Sarah Ford | February 26, 2015

With So Many Options Available, Why is Giving at the Workplace Important?

(This post is from the Charities@Work blog series)

By Gina Rude, Accenture

When I was growing up, my dad kept a pen and paper ledger of all of my “income” and spending. He was basically being my bank and teaching me how to track income vs. expenditures. He not only wanted me to know the value of the dollar, but wanted me to understand the trap of indebtedness. I am grateful for his teachings; I believe because of them, I have been successful in managing my finances through each stage of my adult life. As I reflect on my personal finances, I identify one component of our family budget not learned through my parents’ teaching: Charitable Giving. My parents were not ones to discuss how much they made, how they spent their money, or how they used their money to help others. It was taboo in our family to have such a discussion. Therefore, I never learned if or how much they gave or what organizations they supported. Likewise, I never knew if charitable giving was even important to them. Though I heard talks at church, without knowing how my parents gave and without being encouraged to do it with my own savings, I thought of donating as something that was simply nice to do or something that older people did when they earned a lot of money!
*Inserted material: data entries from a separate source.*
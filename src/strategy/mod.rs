//! Transaction strategies
//!
//! A transaction strategy binds one execution frame to a native transaction.
//! Strategies form a tree that mirrors the frame tree:
//!
//! - **Null**: sentinel above the top of every tree. Everything is a no-op or
//!   is passed straight to the listener.
//! - **None**: the frame explicitly runs without a transaction. Lifecycle
//!   callbacks go to the listener, commit/rollback/reset are unsupported, and
//!   child strategies are created by the enclosing strategy.
//! - **Root**: owns a parentless native transaction from a factory.
//! - **Child**: owns a native transaction nested in its outer strategy's
//!   transaction and is registered as that strategy's only child.
//!
//! ### State machine (Root and Child)
//! A strategy is *idle* until it is played, which enters the native scope.
//! Stop, pause and fail leave the scope again; stop and fail also release the
//! native transaction. Children are always torn down before their parent and
//! entered after it, so native scopes nest strictly.
//!
//! ### Ownership
//! `TransactionStrategy` is a cheap handle. A strategy owns its child; the
//! link back to the outer strategy is weak and reads as the Null sentinel once
//! the outer strategy is gone.

mod scoped;

use std::cell::Ref;
use std::error::Error;
use std::fmt;
use std::rc::{Rc, Weak};

use crate::context::ExecutionContext;
use crate::error::{Incompatibility, Result, TransactionError};
use crate::listener::{
    ChildTransactionExecutionListener, ExecutionListener, TransactionExecutionListener,
};
use crate::native::{NativeTransaction, TransactionFactory};
use crate::types::Value;

use scoped::{ScopedStrategy, TransactionSource};

/// Strategy variant
#[derive(Debug, Clone, Copy, PartialEq, Eq, Hash)]
pub enum StrategyKind {
    Null,
    None,
    Root,
    Child,
}

impl fmt::Display for StrategyKind {
    fn fmt(&self, f: &mut fmt::Formatter<'_>) -> fmt::Result {
        match self {
            StrategyKind::Null => write!(f, "Null"),
            StrategyKind::None => write!(f, "None"),
            StrategyKind::Root => write!(f, "Root"),
            StrategyKind::Child => write!(f, "Child"),
        }
    }
}

enum Variant {
    Null,
    None { outer: Weak<Variant> },
    Scoped(ScopedStrategy),
}

thread_local! {
    static NULL_STRATEGY: TransactionStrategy = TransactionStrategy {
        inner: Rc::new(Variant::Null),
    };
}

/// Handle to a node of the strategy tree
#[derive(Clone)]
pub struct TransactionStrategy {
    inner: Rc<Variant>,
}

impl TransactionStrategy {
    /// The Null sentinel of the current thread
    pub fn null() -> Self {
        NULL_STRATEGY.with(TransactionStrategy::clone)
    }

    /// A strategy without a transaction, nested in `outer`
    pub fn none(outer: &TransactionStrategy) -> Self {
        Self {
            inner: Rc::new(Variant::None {
                outer: Rc::downgrade(&outer.inner),
            }),
        }
    }

    /// A strategy with a fresh transaction from `factory`.
    ///
    /// `outer` is only used to validate output parameters on stop; the new
    /// strategy is not registered with it.
    pub fn root(
        auto_commit: bool,
        outer: &TransactionStrategy,
        context: Rc<dyn ExecutionContext>,
        factory: Rc<dyn TransactionFactory>,
    ) -> Result<Self> {
        let transaction = factory.create()?;
        Self::from_scoped(ScopedStrategy::new(
            TransactionSource::Factory(factory),
            outer,
            auto_commit,
            context,
            transaction,
        ))
    }

    fn from_scoped(scoped: ScopedStrategy) -> Result<Self> {
        scoped.validate_in_parameters()?;
        Ok(Self {
            inner: Rc::new(Variant::Scoped(scoped)),
        })
    }

    fn upgrade(outer: &Weak<Variant>) -> Self {
        outer
            .upgrade()
            .map(|inner| Self { inner })
            .unwrap_or_else(Self::null)
    }

    pub fn kind(&self) -> StrategyKind {
        match &*self.inner {
            Variant::Null => StrategyKind::Null,
            Variant::None { .. } => StrategyKind::None,
            Variant::Scoped(scoped) => scoped.kind(),
        }
    }

    pub fn is_null(&self) -> bool {
        matches!(&*self.inner, Variant::Null)
    }

    /// Whether this strategy owns a native transaction (Root or Child)
    pub fn has_transaction(&self) -> bool {
        matches!(&*self.inner, Variant::Scoped(_))
    }

    pub fn auto_commit(&self) -> bool {
        match &*self.inner {
            Variant::Scoped(scoped) => scoped.auto_commit(),
            _ => false,
        }
    }

    /// Whether the native scope is currently entered
    pub fn is_playing(&self) -> bool {
        match &*self.inner {
            Variant::Scoped(scoped) => scoped.is_playing(),
            _ => false,
        }
    }

    /// The enclosing strategy; `None` only for the Null sentinel
    pub fn outer_transaction_strategy(&self) -> Option<TransactionStrategy> {
        match &*self.inner {
            Variant::Null => None,
            Variant::None { outer } => Some(Self::upgrade(outer)),
            Variant::Scoped(scoped) => Some(scoped.outer()),
        }
    }

    /// The registered child strategy, if any
    pub fn child_transaction_strategy(&self) -> Option<TransactionStrategy> {
        match &*self.inner {
            Variant::Scoped(scoped) => scoped.child(),
            _ => None,
        }
    }

    /// Whether both handles refer to the same strategy
    pub fn ptr_eq(&self, other: &TransactionStrategy) -> bool {
        Rc::ptr_eq(&self.inner, &other.inner)
    }

    /// The native transaction as its concrete type.
    ///
    /// The returned guard must be dropped before the strategy is driven again.
    pub fn native_transaction<T: 'static>(&self) -> Option<Ref<'_, T>> {
        match &*self.inner {
            Variant::Scoped(scoped) => scoped.native_transaction::<T>(),
            _ => None,
        }
    }

    pub fn commit(&self) -> Result<()> {
        match &*self.inner {
            Variant::Null => Ok(()),
            Variant::None { .. } => Err(TransactionError::unsupported(
                "Commit is not supported by a strategy without a transaction.",
            )),
            Variant::Scoped(scoped) => scoped.commit(),
        }
    }

    pub fn rollback(&self) -> Result<()> {
        match &*self.inner {
            Variant::Null => Ok(()),
            Variant::None { .. } => Err(TransactionError::unsupported(
                "Rollback is not supported by a strategy without a transaction.",
            )),
            Variant::Scoped(scoped) => scoped.rollback(),
        }
    }

    /// Replace the native transaction with a new one in place.
    ///
    /// If the new transaction cannot be created, the strategy keeps the
    /// released one.
    pub fn reset(&self) -> Result<()> {
        match &*self.inner {
            Variant::Null => Ok(()),
            Variant::None { .. } => Err(TransactionError::unsupported(
                "Reset is not supported by a strategy without a transaction.",
            )),
            Variant::Scoped(scoped) => scoped.reset(),
        }
    }

    /// Create a Child strategy nested in this strategy's transaction and
    /// register it as the active child.
    pub fn create_child_transaction_strategy(
        &self,
        auto_commit: bool,
        context: Rc<dyn ExecutionContext>,
    ) -> Result<TransactionStrategy> {
        match &*self.inner {
            Variant::Null => Err(TransactionError::unsupported(
                "The null transaction strategy cannot create child transaction strategies.",
            )),
            Variant::None { outer } => {
                Self::upgrade(outer).create_child_transaction_strategy(auto_commit, context)
            }
            Variant::Scoped(scoped) => scoped.create_child(self, auto_commit, context),
        }
    }

    pub fn unregister_child_transaction_strategy(&self, child: &TransactionStrategy) -> Result<()> {
        match &*self.inner {
            Variant::None { outer } => {
                Self::upgrade(outer).unregister_child_transaction_strategy(child)
            }
            Variant::Scoped(scoped) => scoped.unregister_child(child),
            Variant::Null => Err(TransactionError::invalid_transition(
                "The null transaction strategy has no child transaction strategies to unregister.",
            )),
        }
    }

    /// Check that `objects` can be used within this strategy's transaction
    pub fn ensure_compatibility(&self, objects: &[Value]) -> Result<()> {
        self.check_compatibility(objects, Incompatibility::Objects)
    }

    fn check_compatibility(&self, objects: &[Value], target: Incompatibility) -> Result<()> {
        match &*self.inner {
            Variant::Null => Ok(()),
            Variant::None { outer } => Self::upgrade(outer).check_compatibility(objects, target),
            Variant::Scoped(scoped) => scoped.check_compatibility(objects, target),
        }
    }

    fn create_native_child(&self) -> Result<Box<dyn NativeTransaction>> {
        match &*self.inner {
            Variant::Scoped(scoped) => scoped.create_native_child(),
            _ => Err(TransactionError::unsupported(format!(
                "A {} transaction strategy has no transaction to create a child transaction from.",
                self.kind()
            ))),
        }
    }

    /// Listener that routes the frame's lifecycle through this strategy
    /// before it reaches `inner`
    pub fn create_execution_listener(
        &self,
        inner: Rc<dyn ExecutionListener>,
    ) -> Box<dyn ExecutionListener> {
        match self.kind() {
            StrategyKind::Child => Box::new(ChildTransactionExecutionListener::new(
                self.clone(),
                inner,
            )),
            _ => Box::new(TransactionExecutionListener::new(self.clone(), inner)),
        }
    }

    pub fn on_execution_play(
        &self,
        context: &dyn ExecutionContext,
        listener: &dyn ExecutionListener,
    ) -> Result<()> {
        match &*self.inner {
            Variant::Scoped(scoped) => scoped.on_execution_play(context, listener),
            _ => listener.on_execution_play(context),
        }
    }

    pub fn on_execution_stop(
        &self,
        context: &dyn ExecutionContext,
        listener: &dyn ExecutionListener,
    ) -> Result<()> {
        match &*self.inner {
            Variant::Scoped(scoped) => scoped.on_execution_stop(self, context, listener),
            _ => listener.on_execution_stop(context),
        }
    }

    pub fn on_execution_pause(
        &self,
        context: &dyn ExecutionContext,
        listener: &dyn ExecutionListener,
    ) -> Result<()> {
        match &*self.inner {
            Variant::Scoped(scoped) => scoped.on_execution_pause(context, listener),
            _ => listener.on_execution_pause(context),
        }
    }

    pub fn on_execution_fail(
        &self,
        context: &dyn ExecutionContext,
        listener: &dyn ExecutionListener,
        error: &dyn Error,
    ) -> Result<()> {
        match &*self.inner {
            Variant::Scoped(scoped) => scoped.on_execution_fail(self, context, listener, error),
            _ => listener.on_execution_fail(context, error),
        }
    }
}

impl fmt::Debug for TransactionStrategy {
    fn fmt(&self, f: &mut fmt::Formatter<'_>) -> fmt::Result {
        f.debug_struct("TransactionStrategy")
            .field("kind", &self.kind())
            .field("auto_commit", &self.auto_commit())
            .field("playing", &self.is_playing())
            .finish()
    }
}
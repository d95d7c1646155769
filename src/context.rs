//! Execution context of a frame
//!
//! The surrounding engine owns the parameters and variables of every frame.
//! Strategies only read them to validate them against a transaction.

use std::cell::RefCell;

use crate::types::Value;

/// Parameters and variables of one executing frame
pub trait ExecutionContext {
    /// Values passed into the frame by its caller
    fn in_parameters(&self) -> Vec<Value>;

    /// Values the frame hands back to its caller
    fn out_parameters(&self) -> Vec<Value>;

    /// All values currently held by the frame
    fn variables(&self) -> Vec<Value>;
}

/// Simple `ExecutionContext` backed by vectors
#[derive(Debug, Default)]
pub struct ParameterContext {
    in_parameters: RefCell<Vec<Value>>,
    out_parameters: RefCell<Vec<Value>>,
    variables: RefCell<Vec<Value>>,
}

impl ParameterContext {
    pub fn new() -> Self {
        Self::default()
    }

    pub fn with_in_parameters(self, values: Vec<Value>) -> Self {
        *self.in_parameters.borrow_mut() = values;
        self
    }

    pub fn set_out_parameters(&self, values: Vec<Value>) {
        *self.out_parameters.borrow_mut() = values;
    }

    pub fn set_variables(&self, values: Vec<Value>) {
        *self.variables.borrow_mut() = values;
    }
}

impl ExecutionContext for ParameterContext {
    fn in_parameters(&self) -> Vec<Value> {
        self.in_parameters.borrow().clone()
    }

    fn out_parameters(&self) -> Vec<Value> {
        self.out_parameters.borrow().clone()
    }

    fn variables(&self) -> Vec<Value> {
        self.variables.borrow().clone()
    }
}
Fortunately, throughout my young adult years, I was able to gain experiences that reshaped my opinion on giving back monetarily. My giving has stemmed from a sense of gratitude, obligation, investment, and a desire to have a greater impact.

  1. The first experience came from my alma mater, Clemson University. One group that was quickly incorporated into anyone’s Clemson experience was a program called IPTAY, which stood for ‘I pay $10 a year’. IPTAY members spoke about and educated students on the importance of giving back in appreciation for our educational experience. We were encouraged to donate both during and after college. I remember wanting the IPTAY sticker and wanting to be able to claim IPTAY membership. Therefore, I made sure I gave my $40 over the four years I was there! As I left Clemson and headed to Atlanta, I remember thinking I would give all my money to IPTAY one day… when I made a lot of money! I was so connected right then with my college experience and I felt gratitude and obligation to show my support through a financial donation, no matter how small it was at that time.
  2. Similarly, a volunteer experience shaped my attitude toward financial giving. As I began my career in Atlanta, I searched for more meaning outside of my job. I began volunteering with youth and giving more and more of my time on nights and weekends to one particular organization. It eventually become part of me, and like college, I felt the urge to give back not only with my time, but also with my money. While I didn’t know how much to give or even how to go about giving, I gradually learned to incorporate giving to this organization into my monthly budget. Soon my financial commitment to this organization became something I planned for and felt good about doing; I knew giving was the right thing to do. I now felt a new connection and responsibility toward the organization. I felt invested.
  3. Lastly, after being with Accenture for a few years and knowing about the employee giving campaign, I had yet to pledge any money through it. A charity came to the office and shared information about all the work they do in the community and all the causes they represent. In addition someone spoke about using payroll giving as a payment option; I knew little about how this worked or how easy it was. It fascinated me that as little as $5.00 or $10.00 a paycheck (one or two cups of coffee a week) could really add up over the year. Even better, that same donation wouldn’t greatly impact my overall budget when taken out in small increments. The sheer ease of management and not having to think about the gift each month intrigued me as well. I weighed the difference between giving $5.00 to $10.00 a pay period against the year-long impact that small amount could have for the organization I would be supporting. I felt that the overall benefit for the charitable group far outweighed the small-scale sacrifice I would be making on a regular basis. Needless to say, I signed up and have been pledging via our employee giving campaign each year since. I continue because over time I have felt the need to be part of a greater impact, and I know that what might seem like a small amount for me can be much more to someone else.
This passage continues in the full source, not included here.